Type Safety: Why It Matters for AI Workflows

You might be wondering why we’re emphasizing PydanticAI’s type integrity. In AI agent workflows, type safety is not just a nice-to-have—it’s essential for reliability.

Consider what happens in an untyped system when you accidentally return the wrong node type or pass incorrect data between nodes. In best-case scenarios, you get runtime errors. In worst-case scenarios, your workflow silently breaks in subtle ways, leading to incorrect results that might go undetected.

With PydanticAI’s type enforcement:

  1. The compiler catches structural workflow errors before runtime
  2. Your IDE can provide intelligent autocomplete for node transitions
  3. Data validation ensures state remains consistent
  4. Visualization tools can accurately display workflow possibilities

As AI agents take on increasingly critical tasks, this level of reliability becomes non-negotiable.

Benefits Beyond Just Organization

Using PydanticAI’s graph-based approach provides several tangible benefits:

  1. Visualizable workflows: Generate diagrams automatically to understand complex agent behavior
  2. Resumable execution: Continue long-running processes after interruptions
  3. Testable components: Test individual nodes in isolation
  4. Flexible orchestration: Modify workflows dynamically based on new requirements
  5. Persistent state: Maintain context throughout long-running processes
  6. Type-safe transitions: Ensure workflow integrity through strong typing
  7. Parallizable execution: Run independent branches concurrently (with appropriate framework support)

When To Use Graph-Based Approaches

While powerful, graph-based approaches add complexity that isn’t always necessary. Consider this approach when:

  • Your agent workflow might be interrupted and needs to resume
  • You need to visualize complex decision logic
  • Your workflow involves many decision points and branches
  • You want to maintain complex state across multiple steps
  • Different specialists might work on different parts of the flow
  • You’re building mission-critical systems where type safety is essential

For simpler agents, a more direct approach might be preferable.

Conclusion: Thinking in Graphs

The graph-based approach fundamentally changes how we think about complex AI workflows. Rather than a monolithic process, we see a series of discrete steps with clear transitions and persistent state.

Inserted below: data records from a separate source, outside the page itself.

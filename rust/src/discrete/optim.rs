//! Bounded, multi-start Nelder–Mead minimiser.
//!
//! Parameters live on a log-rate scale and are projected back into the box
//! after every simplex move. The first start is fixed; the remaining starts
//! are drawn from the caller's RNG, so a fit is reproducible from its seed.

use rand::rngs::StdRng;
use rand::Rng;

/// Configuration for the minimiser.
#[derive(Clone, Debug)]
pub struct OptimConfig {
    /// Lower bound for every coordinate.
    pub lower: f64,
    /// Upper bound for every coordinate.
    pub upper: f64,
    /// Fixed first starting value for every coordinate.
    pub initial: f64,
    /// Total number of starts (first fixed, rest random).
    pub n_starts: usize,
    /// Iteration cap per start.
    pub max_iter: usize,
    /// Relative tolerance on the spread of simplex values.
    pub ftol: f64,
    /// Absolute tolerance on simplex size.
    pub xtol: f64,
}

impl Default for OptimConfig {
    fn default() -> Self {
        Self {
            lower: 1e-8_f64.ln(),
            upper: 1e4_f64.ln(),
            initial: 0.1_f64.ln(),
            n_starts: 3,
            max_iter: 2000,
            ftol: 1e-10,
            xtol: 1e-6,
        }
    }
}

impl OptimConfig {
    /// Whether `x` sits on (or numerically at) either bound.
    pub fn at_bound(&self, x: f64) -> bool {
        x <= self.lower + 1e-3 || x >= self.upper - 1e-3
    }

    fn clamp(&self, x: &mut [f64]) {
        for v in x {
            *v = v.clamp(self.lower, self.upper);
        }
    }
}

/// Result of a minimisation.
#[derive(Clone, Debug)]
pub struct OptimOutcome {
    pub x: Vec<f64>,
    pub value: f64,
    pub iterations: usize,
    pub converged: bool,
}

/// Minimise `f` over `dim` coordinates.
///
/// Non-finite objective values are treated as +∞. The best start wins; ties
/// keep the earlier start.
pub fn minimize<F>(f: F, dim: usize, config: &OptimConfig, rng: &mut StdRng) -> OptimOutcome
where
    F: Fn(&[f64]) -> f64,
{
    let objective = |x: &[f64]| {
        let v = f(x);
        if v.is_finite() {
            v
        } else {
            f64::INFINITY
        }
    };

    let mut best: Option<OptimOutcome> = None;
    for start in 0..config.n_starts.max(1) {
        let x0: Vec<f64> = if start == 0 {
            vec![config.initial; dim]
        } else {
            (0..dim)
                .map(|_| rng.gen_range(config.lower / 2.0..config.upper / 2.0))
                .collect()
        };
        let run = nelder_mead(&objective, x0, config);
        if best.as_ref().map_or(true, |b| run.value < b.value) {
            best = Some(run);
        }
    }

    // n_starts >= 1, so at least one run happened.
    best.unwrap_or(OptimOutcome {
        x: vec![config.initial; dim],
        value: f64::INFINITY,
        iterations: 0,
        converged: false,
    })
}

fn nelder_mead<F>(f: &F, x0: Vec<f64>, config: &OptimConfig) -> OptimOutcome
where
    F: Fn(&[f64]) -> f64,
{
    const ALPHA: f64 = 1.0;
    const GAMMA: f64 = 2.0;
    const RHO: f64 = 0.5;
    const SIGMA: f64 = 0.5;
    const STEP: f64 = 1.0;

    let dim = x0.len();
    let mut x0 = x0;
    config.clamp(&mut x0);

    let mut simplex: Vec<Vec<f64>> = Vec::with_capacity(dim + 1);
    simplex.push(x0.clone());
    for i in 0..dim {
        let mut v = x0.clone();
        v[i] = if v[i] + STEP <= config.upper {
            v[i] + STEP
        } else {
            v[i] - STEP
        };
        simplex.push(v);
    }
    let mut values: Vec<f64> = simplex.iter().map(|v| f(v)).collect();

    let mut iterations = 0;
    let mut converged = false;
    while iterations < config.max_iter {
        // Order vertices by value (stable, so ties keep insertion order).
        let mut order: Vec<usize> = (0..=dim).collect();
        order.sort_by(|&a, &b| values[a].total_cmp(&values[b]));
        simplex = order.iter().map(|&i| simplex[i].clone()).collect();
        values = order.iter().map(|&i| values[i]).collect();

        let f_best = values[0];
        let f_worst = values[dim];
        let spread = if f_worst.is_finite() {
            (f_worst - f_best).abs()
        } else {
            f64::INFINITY
        };
        let size = simplex[1..]
            .iter()
            .flat_map(|v| v.iter().zip(&simplex[0]).map(|(a, b)| (a - b).abs()))
            .fold(0.0, f64::max);
        if spread <= config.ftol * (1.0 + f_best.abs()) && size <= config.xtol {
            converged = true;
            break;
        }

        iterations += 1;

        let centroid: Vec<f64> = (0..dim)
            .map(|j| simplex[..dim].iter().map(|v| v[j]).sum::<f64>() / dim as f64)
            .collect();
        let towards = |coef: f64| -> Vec<f64> {
            let mut p: Vec<f64> = centroid
                .iter()
                .zip(&simplex[dim])
                .map(|(c, w)| c + coef * (c - w))
                .collect();
            config.clamp(&mut p);
            p
        };

        let reflected = towards(ALPHA);
        let f_reflected = f(&reflected);

        if f_reflected < values[0] {
            let expanded = towards(GAMMA);
            let f_expanded = f(&expanded);
            if f_expanded < f_reflected {
                simplex[dim] = expanded;
                values[dim] = f_expanded;
            } else {
                simplex[dim] = reflected;
                values[dim] = f_reflected;
            }
            continue;
        }

        if f_reflected < values[dim - 1] {
            simplex[dim] = reflected;
            values[dim] = f_reflected;
            continue;
        }

        let (contracted, f_contracted) = if f_reflected < values[dim] {
            let p = towards(RHO);
            let fp = f(&p);
            (p, fp)
        } else {
            let p = towards(-RHO);
            let fp = f(&p);
            (p, fp)
        };
        if f_contracted < values[dim].min(f_reflected) {
            simplex[dim] = contracted;
            values[dim] = f_contracted;
            continue;
        }

        // Shrink towards the best vertex.
        for i in 1..=dim {
            let shrunk: Vec<f64> = simplex[0]
                .iter()
                .zip(&simplex[i])
                .map(|(b, v)| b + SIGMA * (v - b))
                .collect();
            values[i] = f(&shrunk);
            simplex[i] = shrunk;
        }
    }

    let best = (0..=dim)
        .min_by(|&a, &b| values[a].total_cmp(&values[b]))
        .unwrap_or(0);

    OptimOutcome {
        x: simplex[best].clone(),
        value: values[best],
        iterations,
        converged,
    }
}

#[cfg(test)]
mod tests {
    use super::*;
    use approx::assert_relative_eq;
    use rand::SeedableRng;

    #[test]
    fn test_quadratic_1d() {
        let mut rng = StdRng::seed_from_u64(1);
        let out = minimize(|x| (x[0] - 1.5).powi(2), 1, &OptimConfig::default(), &mut rng);

        assert!(out.converged);
        assert_relative_eq!(out.x[0], 1.5, epsilon = 1e-4);
    }

    #[test]
    fn test_correlated_quadratic_2d() {
        let mut rng = StdRng::seed_from_u64(1);
        let out = minimize(
            |x| (x[0] - 1.0).powi(2) + 10.0 * (x[1] - x[0] - 0.5).powi(2),
            2,
            &OptimConfig::default(),
            &mut rng,
        );

        assert!(out.converged);
        assert_relative_eq!(out.x[0], 1.0, epsilon = 1e-3);
        assert_relative_eq!(out.x[1], 1.5, epsilon = 1e-3);
    }

    #[test]
    fn test_respects_bounds() {
        let mut rng = StdRng::seed_from_u64(7);
        let config = OptimConfig::default();
        let out = minimize(|x| x[0], 1, &config, &mut rng);

        assert_relative_eq!(out.x[0], config.lower, epsilon = 1e-6);
        assert!(config.at_bound(out.x[0]));
    }

    #[test]
    fn test_same_seed_same_result() {
        let f = |x: &[f64]| (x[0] + 0.3).powi(2) + (x[1] - 2.0).powi(4);
        let config = OptimConfig::default();
        let a = minimize(f, 2, &config, &mut StdRng::seed_from_u64(42));
        let b = minimize(f, 2, &config, &mut StdRng::seed_from_u64(42));

        assert_eq!(a.x, b.x);
        assert_eq!(a.value, b.value);
    }
}
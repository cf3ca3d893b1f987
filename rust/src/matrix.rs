//! Trait matrices aligned to tree tips.
//!
//! Rows follow tree tip order exactly; the correspondence is positional.

use std::fmt;
use std::str::FromStr;

use ndarray::{ArrayView1, ArrayView2};

use crate::error::{ReconstructionError, Result};
use crate::tree::Tree;

/// Discrete-or-continuous classification of a phenotype.
#[derive(Clone, Copy, Debug, PartialEq, Eq)]
pub enum TraitType {
    Discrete,
    Continuous,
}

impl FromStr for TraitType {
    type Err = ReconstructionError;

    fn from_str(s: &str) -> Result<Self> {
        match s.trim().to_ascii_lowercase().as_str() {
            "discrete" => Ok(TraitType::Discrete),
            "continuous" => Ok(TraitType::Continuous),
            other => Err(ReconstructionError::InvalidTrait(format!(
                "unknown trait type '{}', expected 'discrete' or 'continuous'",
                other
            ))),
        }
    }
}

impl fmt::Display for TraitType {
    fn fmt(&self, f: &mut fmt::Formatter<'_>) -> fmt::Result {
        match self {
            TraitType::Discrete => write!(f, "discrete"),
            TraitType::Continuous => write!(f, "continuous"),
        }
    }
}

/// Check that a tip-aligned vector or matrix has one row per tip.
pub fn check_rows(tree: &Tree, what: &'static str, rows: usize) -> Result<()> {
    if rows != tree.n_tips() {
        return Err(ReconstructionError::DimensionMismatch {
            what,
            expected: tree.n_tips(),
            found: rows,
        });
    }
    Ok(())
}

/// Check that a matrix has exactly `expected` columns.
pub fn check_columns<T>(
    matrix: ArrayView2<'_, T>,
    what: &'static str,
    expected: usize,
) -> Result<()> {
    if matrix.ncols() != expected {
        return Err(ReconstructionError::DimensionMismatch {
            what,
            expected,
            found: matrix.ncols(),
        });
    }
    Ok(())
}

/// Convert tip values to binary states, rejecting anything but 0 and 1.
pub fn binary_states(values: ArrayView1<'_, f64>) -> Result<Vec<u8>> {
    values
        .iter()
        .enumerate()
        .map(|(tip, &v)| {
            if v == 0.0 {
                Ok(0)
            } else if v == 1.0 {
                Ok(1)
            } else {
                Err(ReconstructionError::InvalidTrait(format!(
                    "tip {} has value {}; binary trait must be 0 or 1",
                    tip, v
                )))
            }
        })
        .collect()
}

/// Validate an integer-coded binary column.
pub fn check_binary(values: ArrayView1<'_, u8>) -> Result<Vec<u8>> {
    values
        .iter()
        .enumerate()
        .map(|(tip, &v)| match v {
            0 | 1 => Ok(v),
            _ => Err(ReconstructionError::InvalidTrait(format!(
                "tip {} has value {}; binary trait must be 0 or 1",
                tip, v
            ))),
        })
        .collect()
}

/// Copy tip values, rejecting NaN and infinities.
pub fn finite_values(values: ArrayView1<'_, f64>) -> Result<Vec<f64>> {
    values
        .iter()
        .enumerate()
        .map(|(tip, &v)| {
            if v.is_finite() {
                Ok(v)
            } else {
                Err(ReconstructionError::InvalidTrait(format!(
                    "tip {} has non-finite value {}",
                    tip, v
                )))
            }
        })
        .collect()
}

#[cfg(test)]
mod tests {
    use super::*;
    use ndarray::array;

    #[test]
    fn test_trait_type_parsing() {
        assert_eq!("discrete".parse::<TraitType>().unwrap(), TraitType::Discrete);
        assert_eq!(" Continuous ".parse::<TraitType>().unwrap(), TraitType::Continuous);
        assert!(matches!(
            "ordinal".parse::<TraitType>(),
            Err(ReconstructionError::InvalidTrait(_))
        ));
    }

    #[test]
    fn test_binary_states() {
        let values = array![0.0, 1.0, 1.0, 0.0];
        assert_eq!(binary_states(values.view()).unwrap(), vec![0, 1, 1, 0]);

        let bad = array![0.0, 0.5];
        assert!(matches!(
            binary_states(bad.view()),
            Err(ReconstructionError::InvalidTrait(_))
        ));
    }

    #[test]
    fn test_check_binary_rejects_two() {
        let values = array![0u8, 2, 1];
        assert!(check_binary(values.view()).is_err());
    }

    #[test]
    fn test_finite_values() {
        let bad = array![1.0, f64::NAN];
        assert!(finite_values(bad.view()).is_err());
    }
}
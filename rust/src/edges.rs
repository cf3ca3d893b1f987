//! Node-indexed values reshaped onto the tree's edges.
//!
//! Row `e` of every output corresponds to edge `e` of the tree's native
//! edge order; no edge is ever reordered.

use ndarray::{Array2, ArrayView2};

use crate::error::{ReconstructionError, Result};
use crate::tree::Tree;

fn check_node_vector(tree: &Tree, what: &'static str, len: usize) -> Result<()> {
    if len != tree.n_nodes() {
        return Err(ReconstructionError::DimensionMismatch {
            what,
            expected: tree.n_nodes(),
            found: len,
        });
    }
    Ok(())
}

/// Parent (column 0) and child (column 1) value for every edge.
pub fn edge_values<T: Copy>(tree: &Tree, tip_and_node: &[T]) -> Result<Array2<T>> {
    check_node_vector(tree, "tip+node state vector", tip_and_node.len())?;

    let parents = tree.edge_parent();
    let children = tree.edge_child();
    Ok(Array2::from_shape_fn((tree.n_edges(), 2), |(edge, col)| {
        if col == 0 {
            tip_and_node[parents[edge]]
        } else {
            tip_and_node[children[edge]]
        }
    }))
}

/// An edge is high confidence when both of its endpoints are.
pub fn edge_confidence(tree: &Tree, confidence: &[u8]) -> Result<Vec<bool>> {
    check_node_vector(tree, "confidence vector", confidence.len())?;

    Ok(tree
        .edge_parent()
        .iter()
        .zip(tree.edge_child())
        .map(|(&p, &c)| confidence[p] == 1 && confidence[c] == 1)
        .collect())
}

/// Absolute change |child − parent| along every edge.
pub fn edge_deltas(edge_values: ArrayView2<'_, f64>) -> Vec<f64> {
    edge_values
        .rows()
        .into_iter()
        .map(|row| (row[1] - row[0]).abs())
        .collect()
}

#[cfg(test)]
mod tests {
    use super::*;
    use crate::tree::tests::eight_tip_tree;

    #[test]
    fn test_edge_values_follow_edge_list() {
        let tree = eight_tip_tree();
        let states: Vec<u32> = (0..tree.n_nodes() as u32).map(|n| n * 10).collect();
        let values = edge_values(&tree, &states).unwrap();

        assert_eq!(values.nrows(), tree.n_edges());
        for e in 0..tree.n_edges() {
            assert_eq!(values[[e, 0]], states[tree.edge_parent()[e]]);
            assert_eq!(values[[e, 1]], states[tree.edge_child()[e]]);
        }
        // Re-deriving gives the same matrix.
        assert_eq!(values, edge_values(&tree, &states).unwrap());
    }

    #[test]
    fn test_edge_values_length_check() {
        let tree = eight_tip_tree();
        let err = edge_values(&tree, &[0u8; 8]).unwrap_err();
        assert!(matches!(err, ReconstructionError::DimensionMismatch { .. }));
    }

    #[test]
    fn test_edge_confidence() {
        let tree = eight_tip_tree();
        let mut conf = vec![1u8; tree.n_nodes()];
        conf[11] = 0;
        let edges = edge_confidence(&tree, &conf).unwrap();

        for e in 0..tree.n_edges() {
            let touches = tree.edge_parent()[e] == 11 || tree.edge_child()[e] == 11;
            assert_eq!(edges[e], !touches);
        }
    }

    #[test]
    fn test_edge_deltas() {
        let values = ndarray::array![[1.0, 3.5], [2.0, 0.5], [4.0, 4.0]];
        assert_eq!(edge_deltas(values.view()), vec![2.5, 1.5, 0.0]);
    }
}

Just as the kitchen brigade system revolutionized restaurant cooking, PydanticAI’s graph-based approach enables us to build more complex, resilient, and maintainable AI agents. As these agents take on increasingly sophisticated tasks, such structured approaches will become not just helpful, but essential.

By choosing a production-ready framework like PydanticAI that emphasizes type safety, we set ourselves up for success as our agent systems grow in complexity. The days of “works on my machine” AI agents are fading—the future belongs to robust, resumable, type-safe workflows.